§ Assignment
List every line below containing "original".

§ Information given
----------

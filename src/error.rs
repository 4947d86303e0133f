use std::fmt;

use thiserror::Error;

use crate::domain::ReleaseKind;

/// Unified error type for git-promote operations
#[derive(Error, Debug)]
pub enum PromoteError {
    #[error("Git operation failed: {0}")]
    Git(#[from] git2::Error),

    #[error("Configuration error: {0}")]
    Config(String),

    #[error("Stage '{0}' is not configured in release_map")]
    UnknownStage(String),

    #[error("Credential error: {0}")]
    Credentials(String),

    #[error("Working tree contains changes to tracked files: {}", .paths.join(", "))]
    DirtyWorkingTree { paths: Vec<String> },

    #[error(
        "{} commit(s) present on {destination} but not on {source_branch}; run with --force to discard them:\n  {}",
        .commits.len(),
        .commits.join("\n  ")
    )]
    WouldDiscardCommits {
        source_branch: String,
        destination: String,
        commits: Vec<String>,
    },

    #[error("Malformed version tag '{tag}': {reason}")]
    MalformedVersionTag { tag: String, reason: String },

    #[error("Stage '{stage}' finalizes a release candidate and takes no release type (got '{kind}')")]
    InvalidBumpForStage { stage: String, kind: ReleaseKind },

    #[error("Failed to promote {source_branch} to {destination}: {reason}")]
    BranchPromotionFailure {
        source_branch: String,
        destination: String,
        reason: String,
    },

    #[error("Listing releases failed with HTTP {status}: {body}")]
    ReleaseListing { status: u16, body: String },

    #[error("Release creation failed with HTTP {status}: {body}")]
    PublishError { status: u16, body: String },

    #[error("Rollback of {destination} to {prior} failed: {reason}; original error: {original}")]
    RollbackFailure {
        destination: String,
        prior: String,
        reason: String,
        original: Box<PromoteError>,
    },

    #[error("HTTP request failed: {0}")]
    Http(#[from] reqwest::Error),

    #[error("I/O error: {0}")]
    Io(#[from] std::io::Error),
}

/// Convenience type alias for Results in git-promote
pub type Result<T> = std::result::Result<T, PromoteError>;

impl PromoteError {
    /// Create a configuration error with context
    pub fn config(msg: impl Into<String>) -> Self {
        PromoteError::Config(msg.into())
    }

    /// Create a credential error with context
    pub fn credentials(msg: impl Into<String>) -> Self {
        PromoteError::Credentials(msg.into())
    }

    /// Create a malformed tag error
    pub fn malformed_tag(tag: impl Into<String>, reason: impl Into<String>) -> Self {
        PromoteError::MalformedVersionTag {
            tag: tag.into(),
            reason: reason.into(),
        }
    }
}

/// Step of the promotion workflow at which a run stopped.
#[derive(Debug, Clone, Copy, PartialEq, Eq)]
pub enum PromotionStage {
    Validating,
    NotesComputed,
    VersionComputed,
    Promoting,
    Publishing,
}

impl fmt::Display for PromotionStage {
    fn fmt(&self, f: &mut fmt::Formatter<'_>) -> fmt::Result {
        let name = match self {
            PromotionStage::Validating => "validation",
            PromotionStage::NotesComputed => "release notes",
            PromotionStage::VersionComputed => "version resolution",
            PromotionStage::Promoting => "branch promotion",
            PromotionStage::Publishing => "release publishing",
        };
        f.write_str(name)
    }
}

/// A failed promotion run, tagged with the step that failed.
#[derive(Error, Debug)]
#[error("{stage} failed")]
pub struct PromotionFailure {
    pub stage: PromotionStage,
    #[source]
    pub source: PromoteError,
}

impl PromotionFailure {
    pub fn at(stage: PromotionStage) -> impl FnOnce(PromoteError) -> Self {
        move |source| PromotionFailure { stage, source }
    }

    /// Whether the destination branch was rewritten and a rollback attempted.
    pub fn rolled_back(&self) -> bool {
        self.stage == PromotionStage::Publishing
    }
}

----------

§ Written solution
    #[error("Rollback of {destination} to {prior} failed: {reason}; original error: {original}")]
        original: Box<PromoteError>,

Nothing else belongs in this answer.